Salatiel Soares Correia
é engenheiro, bacharel em Administração de Empresas, mestre em Ciências pela Unicamp. É autor, entre outras obras, de A Energia na Região do Agronegócio.
 
“O computador e, depois, o telefone irão agregar um monte de coisas. O senhor precisa investir nisso.” Parecia uma ousadia, mas foi assim que um brilhante aluno de doutoramento do prestigiado Instituto de Tecnologia de Massachusetts – o mitológico MIT – aconselhou o todo-poderoso dono da Microsoft, Bill Gates.
 
É bom esclarecer que, quando esse neófito pesquisador aconselhou o empreendedor mais rico do planeta, este ainda engatinhava com a tecnologia dos telefones celulares, que se constituíam em verdadeiros tijolos que as pessoas, com dificuldade, transportavam de um lugar para outro.
 
Bastou uma conversa de não mais que meia hora para que Bill Gates percebesse o potencial do pesquisador que ousadamente o aconselhava. E não pensou duas vezes para o contratar. A partir daí, esse pesquisador brasileiro se tornou o responsável por conectar os 12 laboratórios de pesquisa da Microsoft no mundo.
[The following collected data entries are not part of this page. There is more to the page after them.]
use domain::{
    ChannelCategory, ChannelView, ClimateMode, ConnectionState, DeviceCategory, DeviceView,
    PropertyCategory, PropertyValue, PropertyView, Space,
};
use hub_catalog::InMemoryCatalog;
use hub_config::ConsensusTolerances;
use hub_state::ClimateStateService;
use std::sync::Arc;

const SPACE_ID: &str = "7b6a4f9e-3c1d-4e2a-9f00-1234567890ab";

fn thermostat(id: &str, setpoint: f64, min: f64, max: f64, mode: Option<&str>) -> DeviceView {
    let mut setpoint_prop = PropertyView::new("target", PropertyCategory::Temperature);
    setpoint_prop.value = Some(PropertyValue::F64(setpoint));
    setpoint_prop.min = Some(min);
    setpoint_prop.max = Some(max);
    let mut properties = vec![setpoint_prop];
    if let Some(mode) = mode {
        let mut mode_prop = PropertyView::new("mode", PropertyCategory::Mode);
        mode_prop.value = Some(PropertyValue::String(mode.to_string()));
        properties.push(mode_prop);
    }
    DeviceView {
        id: id.to_string(),
        name: format!("Thermostat {}", id),
        driver: "demo".to_string(),
        category: DeviceCategory::Thermostat,
        online: true,
        connection: ConnectionState::Connected,
        channels: vec![ChannelView {
            id: "ch1".to_string(),
            category: ChannelCategory::Thermostat,
            properties,
        }],
    }
}

fn actuator(id: &str, category: ChannelCategory, on: bool) -> DeviceView {
    let mut on_prop = PropertyView::new("on", PropertyCategory::On);
    on_prop.value = Some(PropertyValue::Bool(on));
    let device_category = match category {
        ChannelCategory::Heater => DeviceCategory::Heater,
        _ => DeviceCategory::Cooler,
    };
    DeviceView {
        id: id.to_string(),
        name: format!("Actuator {}", id),
        driver: "demo".to_string(),
        category: device_category,
        online: true,
        connection: ConnectionState::Connected,
        channels: vec![ChannelView {
            id: "ch1".to_string(),
            category,
            properties: vec![on_prop],
        }],
    }
}

fn sensor(id: &str, temperature: f64) -> DeviceView {
    let mut temp_prop = PropertyView::new("temperature", PropertyCategory::Temperature);
    temp_prop.value = Some(PropertyValue::F64(temperature));
    DeviceView {
        id: id.to_string(),
        name: format!("Sensor {}", id),
        driver: "demo".to_string(),
        category: DeviceCategory::Sensor,
        online: true,
        connection: ConnectionState::Connected,
        channels: vec![ChannelView {
            id: "ch1".to_string(),
            category: ChannelCategory::Temperature,
            properties: vec![temp_prop],
        }],
    }
}

fn setup() -> (Arc<InMemoryCatalog>, ClimateStateService) {
    let catalog = Arc::new(InMemoryCatalog::new());
    catalog
        .upsert_space(Space::new(SPACE_ID, "Bedroom"))
        .expect("space");
    let service = ClimateStateService::new(catalog.clone(), ConsensusTolerances::default());
    (catalog, service)
}

#[tokio::test]
async fn thermostat_auto_mode_short_circuits() {
    let (catalog, service) = setup();
    catalog
        .upsert_device(SPACE_ID, thermostat("t1", 21.0, 10.0, 30.0, Some("auto")))
        .expect("device");
    catalog
        .upsert_device(SPACE_ID, actuator("h1", ChannelCategory::Heater, false))
        .expect("device");

    let state = service.get_state(SPACE_ID).await.expect("state").expect("some");
    assert_eq!(state.mode, Some(ClimateMode::Auto));
}

#[tokio::test]
async fn heater_and_cooler_both_on_is_auto() {
    let (catalog, service) = setup();
    catalog
        .upsert_device(SPACE_ID, actuator("h1", ChannelCategory::Heater, true))
        .expect("device");
    catalog
        .upsert_device(SPACE_ID, actuator("c1", ChannelCategory::Cooler, true))
        .expect("device");

    let state = service.get_state(SPACE_ID).await.expect("state").expect("some");
    assert_eq!(state.mode, Some(ClimateMode::Auto));
}

#[tokio::test]
async fn heater_only_is_heat_and_none_on_is_off() {
    let (catalog, service) = setup();
    catalog
        .upsert_device(SPACE_ID, actuator("h1", ChannelCategory::Heater, true))
        .expect("device");
    let state = service.get_state(SPACE_ID).await.expect("state").expect("some");
    assert_eq!(state.mode, Some(ClimateMode::Heat));

    catalog
        .upsert_device(SPACE_ID, actuator("h1", ChannelCategory::Heater, false))
        .expect("device");
    let state = service.get_state(SPACE_ID).await.expect("state").expect("some");
    assert_eq!(state.mode, Some(ClimateMode::Off));
}

#[tokio::test]
async fn setpoint_range_is_intersection() {
    let (catalog, service) = setup();
    catalog
        .upsert_device(SPACE_ID, thermostat("t1", 21.0, 10.0, 25.0, None))
        .expect("device");
    catalog
        .upsert_device(SPACE_ID, thermostat("t2", 21.0, 18.0, 30.0, None))
        .expect("device");

    let range = service.space_setpoint_range(SPACE_ID).await.expect("range");
    assert_eq!(range.min, 18.0);
    assert_eq!(range.max, 25.0);
}

#[tokio::test]
async fn disjoint_ranges_fall_back_to_union() {
    let (catalog, service) = setup();
    catalog
        .upsert_device(SPACE_ID, thermostat("t1", 12.0, 10.0, 15.0, None))
        .expect("device");
    catalog
        .upsert_device(SPACE_ID, thermostat("t2", 22.0, 20.0, 30.0, None))
        .expect("device");

    let range = service.space_setpoint_range(SPACE_ID).await.expect("range");
    assert_eq!(range.min, 10.0);
    assert_eq!(range.max, 30.0);
}

#[tokio::test]
async fn temperature_consensus_uses_sensor_readings() {
    let (catalog, service) = setup();
    catalog.upsert_device(SPACE_ID, sensor("s1", 22.0)).expect("device");
    catalog.upsert_device(SPACE_ID, sensor("s2", 22.3)).expect("device");

    let state = service.get_state(SPACE_ID).await.expect("state").expect("some");
    assert!(!state.temperature_mixed);
    let temperature = state.current_temperature.expect("temperature");
    assert!((temperature - 22.15).abs() < 1e-9);
}

#[tokio::test]
async fn mixed_sensor_readings_are_flagged() {
    let (catalog, service) = setup();
    catalog.upsert_device(SPACE_ID, sensor("s1", 22.0)).expect("device");
    catalog.upsert_device(SPACE_ID, sensor("s2", 23.0)).expect("device");

    let state = service.get_state(SPACE_ID).await.expect("state").expect("some");
    assert!(state.temperature_mixed);
    // 混合状态下不报任意平均值。
    assert_eq!(state.current_temperature, None);
}

#[tokio::test]
async fn mixed_setpoints_report_null_value() {
    let (catalog, service) = setup();
    catalog
        .upsert_device(SPACE_ID, thermostat("t1", 22.0, 10.0, 30.0, None))
        .expect("device");
    catalog
        .upsert_device(SPACE_ID, thermostat("t2", 23.0, 10.0, 30.0, None))
        .expect("device");

    let state = service.get_state(SPACE_ID).await.expect("state").expect("some");
    assert!(state.setpoint_mixed);
    assert_eq!(state.setpoint, None);
}

#[tokio::test]
async fn unknown_connection_is_treated_as_offline() {
    let (catalog, service) = setup();
    // 温控域采用 fail-closed 语义：不在线一律排除。
    let mut device = thermostat("t1", 21.0, 10.0, 30.0, None);
    device.online = false;
    device.connection = ConnectionState::Unknown;
    catalog.upsert_device(SPACE_ID, device).expect("device");

    let state = service.get_state(SPACE_ID).await.expect("state").expect("some");
    assert!(state.setpoint.is_none());
    assert!(state.mode.is_none());
}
Cabe a ele escolher os projetos nos quais a empresa irá investir.
 
O mundo da multimídia, previsto pelo então aluno do MIT a Bill Gates, tornou-se uma realidade. Por ironia do destino, em tudo que se refere a isso, ele teve participação direta ‒ dos vídeos do YouTube a imagens e áudios pelo celular, do Skype aos óculos que permitem ver imagens tridimensionais.
 
Reconhecido internacionalmente, esse cientista da Microsoft é detentor de uma respeitável produção científica. Com 119 patentes registradas nos Estados Unidos e mais de 160 artigos científicos publicados nas mais prestigiadas revistas de telecomunicações do mundo, ele é membro da seleta academia norte-americana de engenharia.
 
O pesquisador de que vos falo é o doutor Henrique Sarmento Malvar. Tive o prazer de o conhecer quando eu cursava o mestrado na escola de engenharia da Unicamp. Pude testemunhar o respeito com que ele foi recebido pelos mais expressivos professores da casa. A todos – docentes e discentes —, doutor Henrique atendia com paciência e simpatia. Coisa típica dos homens de geniais.
 
Na breve conversa que tivemos, lembrei-lhe que já tinha ouvido muito falar a seu respeito quando ele foi laureado com um importante prêmio concedido pelo governo brasileiro — o jovem cientista brasileiro. Com mais de 60 anos, doutor Henrique era, ainda, nos tempos que recebeu o prêmio, um jovem promissor no esplendor de seus 21 anos.
 
“É, tive a sorte de a minha modesta pesquisa na área de telecomunicações ter sido nacionalmente reconhecida.”, respondeu-me ele.
 
A lição de humildade desse gênio das telecomunicações sempre me serviu de parâmetro para avaliar quem é quem no mundo acadêmico e fora dele. Um mundo no qual impera a fogueira das vaidades, que é repleto de grupinhos que se fecham em si mesmos. Um mundo em que, muitas vezes, a ilusão do conhecimento se confunde com os que de fato conhecimento têm. Quem nasce para brilhar constrói seu próprio caminho léguas distantes das politicagens.
Nesse sentido, o exemplo do Doutor Henrique Sarmento Malvar é a face visível de que a força do valor pessoal rompe barreiras.